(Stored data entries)
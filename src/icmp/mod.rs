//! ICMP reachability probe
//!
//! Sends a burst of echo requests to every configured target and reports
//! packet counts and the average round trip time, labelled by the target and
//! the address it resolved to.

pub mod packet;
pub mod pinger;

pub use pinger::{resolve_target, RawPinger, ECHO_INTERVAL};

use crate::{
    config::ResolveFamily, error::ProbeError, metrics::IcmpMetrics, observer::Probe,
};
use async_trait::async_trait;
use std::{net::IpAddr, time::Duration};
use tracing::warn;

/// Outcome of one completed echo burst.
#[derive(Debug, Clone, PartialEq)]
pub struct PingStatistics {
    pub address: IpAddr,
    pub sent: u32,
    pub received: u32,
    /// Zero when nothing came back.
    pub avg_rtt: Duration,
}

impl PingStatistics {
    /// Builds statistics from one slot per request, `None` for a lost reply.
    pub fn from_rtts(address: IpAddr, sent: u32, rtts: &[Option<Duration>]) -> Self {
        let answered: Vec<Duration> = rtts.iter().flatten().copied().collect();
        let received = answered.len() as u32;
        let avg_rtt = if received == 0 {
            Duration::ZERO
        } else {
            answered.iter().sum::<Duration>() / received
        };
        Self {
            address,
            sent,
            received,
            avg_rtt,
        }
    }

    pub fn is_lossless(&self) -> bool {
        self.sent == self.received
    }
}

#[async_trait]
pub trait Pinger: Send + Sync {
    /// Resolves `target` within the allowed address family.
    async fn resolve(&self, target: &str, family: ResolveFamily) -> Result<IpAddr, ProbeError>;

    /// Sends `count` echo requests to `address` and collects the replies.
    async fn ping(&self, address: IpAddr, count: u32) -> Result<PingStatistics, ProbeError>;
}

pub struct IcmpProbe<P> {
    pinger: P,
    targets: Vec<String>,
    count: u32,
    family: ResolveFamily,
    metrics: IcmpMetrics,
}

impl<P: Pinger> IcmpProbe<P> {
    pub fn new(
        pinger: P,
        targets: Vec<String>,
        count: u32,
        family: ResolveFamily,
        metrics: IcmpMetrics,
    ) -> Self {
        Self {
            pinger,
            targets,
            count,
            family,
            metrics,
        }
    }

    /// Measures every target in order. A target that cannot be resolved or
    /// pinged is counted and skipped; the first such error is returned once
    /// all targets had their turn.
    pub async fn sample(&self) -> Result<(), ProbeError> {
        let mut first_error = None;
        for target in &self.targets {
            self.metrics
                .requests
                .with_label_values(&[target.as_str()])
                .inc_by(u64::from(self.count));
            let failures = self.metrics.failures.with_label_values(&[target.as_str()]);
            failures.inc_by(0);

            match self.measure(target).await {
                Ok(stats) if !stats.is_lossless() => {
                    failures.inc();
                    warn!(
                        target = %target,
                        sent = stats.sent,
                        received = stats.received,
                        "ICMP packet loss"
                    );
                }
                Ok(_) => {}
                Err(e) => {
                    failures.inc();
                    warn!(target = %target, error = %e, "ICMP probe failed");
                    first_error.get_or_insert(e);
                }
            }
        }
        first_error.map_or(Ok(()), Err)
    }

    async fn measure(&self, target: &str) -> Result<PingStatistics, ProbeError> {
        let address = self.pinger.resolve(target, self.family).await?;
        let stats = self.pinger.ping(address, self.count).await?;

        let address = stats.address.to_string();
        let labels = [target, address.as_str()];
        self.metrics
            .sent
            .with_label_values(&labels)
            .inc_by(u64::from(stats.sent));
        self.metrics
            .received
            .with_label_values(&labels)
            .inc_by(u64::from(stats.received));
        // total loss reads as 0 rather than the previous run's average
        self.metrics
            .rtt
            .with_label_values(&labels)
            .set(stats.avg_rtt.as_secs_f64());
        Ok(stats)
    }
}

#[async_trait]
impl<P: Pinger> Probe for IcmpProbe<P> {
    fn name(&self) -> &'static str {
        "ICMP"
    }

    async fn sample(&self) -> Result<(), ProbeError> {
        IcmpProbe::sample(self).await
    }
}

== Problem description ==
Take the entries above and set them all down again exactly as they read.

== Solution for this exercise ==
filename src/icmp/mod.rs
//! ICMP reachability probe
//!
//! Sends a burst of echo requests to every configured target and reports
//! packet counts and the average round trip time, labelled by the target and
//! the address it resolved to.

pub mod packet;
pub mod pinger;

pub use pinger::{resolve_target, RawPinger, ECHO_INTERVAL};

use crate::{
    config::ResolveFamily, error::ProbeError, metrics::IcmpMetrics, observer::Probe,
};
use async_trait::async_trait;
use std::{net::IpAddr, time::Duration};
use tracing::warn;

/// Outcome of one completed echo burst.
#[derive(Debug, Clone, PartialEq)]
pub struct PingStatistics {
    pub address: IpAddr,
    pub sent: u32,
    pub received: u32,
    /// Zero when nothing came back.
    pub avg_rtt: Duration,
}

impl PingStatistics {
    /// Builds statistics from one slot per request, `None` for a lost reply.
    pub fn from_rtts(address: IpAddr, sent: u32, rtts: &[Option<Duration>]) -> Self {
        let answered: Vec<Duration> = rtts.iter().flatten().copied().collect();
        let received = answered.len() as u32;
        let avg_rtt = if received == 0 {
            Duration::ZERO
        } else {
            answered.iter().sum::<Duration>() / received
        };
        Self {
            address,
            sent,
            received,
            avg_rtt,
        }
    }

    pub fn is_lossless(&self) -> bool {
        self.sent == self.received
    }
}

#[async_trait]
pub trait Pinger: Send + Sync {
    /// Resolves `target` within the allowed address family.
    async fn resolve(&self, target: &str, family: ResolveFamily) -> Result<IpAddr, ProbeError>;

    /// Sends `count` echo requests to `address` and collects the replies.
    async fn ping(&self, address: IpAddr, count: u32) -> Result<PingStatistics, ProbeError>;
}

pub struct IcmpProbe<P> {
    pinger: P,
    targets: Vec<String>,
    count: u32,
    family: ResolveFamily,
    metrics: IcmpMetrics,
}

impl<P: Pinger> IcmpProbe<P> {
    pub fn new(
        pinger: P,
        targets: Vec<String>,
        count: u32,
        family: ResolveFamily,
        metrics: IcmpMetrics,
    ) -> Self {
        Self {
            pinger,
            targets,
            count,
            family,
            metrics,
        }
    }

    /// Measures every target in order. A target that cannot be resolved or
    /// pinged is counted and skipped; the first such error is returned once
    /// all targets had their turn.
    pub async fn sample(&self) -> Result<(), ProbeError> {
        let mut first_error = None;
        for target in &self.targets {
            self.metrics
                .requests
                .with_label_values(&[target.as_str()])
                .inc_by(u64::from(self.count));
            let failures = self.metrics.failures.with_label_values(&[target.as_str()]);
            failures.inc_by(0);

            match self.measure(target).await {
                Ok(stats) if !stats.is_lossless() => {
                    failures.inc();
                    warn!(
                        target = %target,
                        sent = stats.sent,
                        received = stats.received,
                        "ICMP packet loss"
                    );
                }
                Ok(_) => {}
                Err(e) => {
                    failures.inc();
                    warn!(target = %target, error = %e, "ICMP probe failed");
                    first_error.get_or_insert(e);
                }
            }
        }
        first_error.map_or(Ok(()), Err)
    }

    async fn measure(&self, target: &str) -> Result<PingStatistics, ProbeError> {
        let address = self.pinger.resolve(target, self.family).await?;
        let stats = self.pinger.ping(address, self.count).await?;

        let address = stats.address.to_string();
        let labels = [target, address.as_str()];
        self.metrics
            .sent
            .with_label_values(&labels)
            .inc_by(u64::from(stats.sent));
        self.metrics
            .received
            .with_label_values(&labels)
            .inc_by(u64::from(stats.received));
        // total loss reads as 0 rather than the previous run's average
        self.metrics
            .rtt
            .with_label_values(&labels)
            .set(stats.avg_rtt.as_secs_f64());
        Ok(stats)
    }
}

#[async_trait]
impl<P: Pinger> Probe for IcmpProbe<P> {
    fn name(&self) -> &'static str {
        "ICMP"
    }

    async fn sample(&self) -> Result<(), ProbeError> {
        IcmpProbe::sample(self).await
    }
}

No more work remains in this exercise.